In 1967, when there were race riots in Detroit and Toledo, my hometown, I was 12. Bobby Kennedy and Martin Luther King were assassinated in 1968. Chicago policemen clubbed protesters who chanted, “The whole world is watching” at the Democratic National convention in 1968.
In 1970, when Ohio National Guardsmen killed four students and injured nine others on the Kent State University campus, I was 15. Vietnam War protests took place across the country. Students took over college campus buildings. Protesters stormed government buildings. Thousands marched in the streets.
The civil rights movement and war protests shook our country. The old ways—from entrenched institutions like segregation to how political parties worked, and what we wanted from authorities like police—were under siege and crumbling. As a teenager, I felt the turbulence. Anything could happen. Was happening. Although I was against segregation and the Vietnam War, the violence associated with ending those ills scared me.

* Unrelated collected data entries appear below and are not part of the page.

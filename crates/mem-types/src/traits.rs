//! Error taxonomy and the telemetry sink seam.

use crate::TelemetryEvent;

/// Every failure surfaced by the memory clients.
#[derive(Debug, thiserror::Error)]
pub enum ClientError {
    /// Missing or contradictory client configuration; raised before any network call.
    #[error("configuration error: {0}")]
    Configuration(String),
    /// The startup probe rejected the credentials.
    #[error("authentication failed: {0}")]
    Authentication(String),
    /// Connection refused, DNS failure, timeout.
    #[error("request failed: {0}")]
    Transport(String),
    /// The service answered with a non-2xx status.
    #[error("API request failed with status {status}: {body}")]
    Status { status: u16, body: String },
    #[error("invalid response body: {0}")]
    Decode(String),
    #[error("invalid input: {0}")]
    InvalidInput(String),
    #[error("{0} is not implemented")]
    NotImplemented(&'static str),
}

impl ClientError {
    /// True for failures of the HTTP exchange itself (transport or status).
    pub fn is_api_error(&self) -> bool {
        matches!(self, ClientError::Transport(_) | ClientError::Status { .. })
    }

    /// HTTP status of a `Status` error.
    pub fn status(&self) -> Option<u16> {
        match self {
            ClientError::Status { status, .. } => Some(*status),
            _ => None,
        }
    }
}

pub type Result<T> = std::result::Result<T, ClientError>;

/// Fire-and-forget receiver of usage events.
///
/// Implementations must return promptly and must not panic: `capture` is
/// called on the request path after every successful operation, and nothing
/// it does may change the outcome of that operation.
pub trait TelemetrySink: Send + Sync {
    fn capture(&self, event: TelemetryEvent);
}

However, I sensed the dawning of a new era and was hopeful that real change, as well as peace and justice, were possible.
Today, I have the same sense. Once again our country, and indeed, the Western world (Great Britain’s Brexit and the European union’s struggles with immigration and identity) is at a crossroads.
No matter what, change is gonna come. 10 years from now, our country is going to be different.
Decades have passed since I was a teenager who was bewildered by events and worried about our future. Today, I still worry about where our country is headed, and I don’t know what the coming changes will look like, but I’m hopeful.
I believe that people of good faith will work to end systemic racism.
I believe Americans will return to our core values: we’re a nation of immigrants who are committed to religious freedom.
I’m hopeful that despite our differences, we can redirect our political leaders so they once again work for all of us.
If you feel discouraged and hopeless about the possibility of change, click to this video set to Sam Cooke’s civil rights anthem “A Change Is Gonna Come” to be reminded of how many unbelievably hard changes have taken place since the late 1960’s.
None of the coming changes will be easy and they will certainly be imperfect. Nonetheless, I believe that Americans’ good sense and love of justice will prevail.
“I know a change gonna come, oh yes it will.”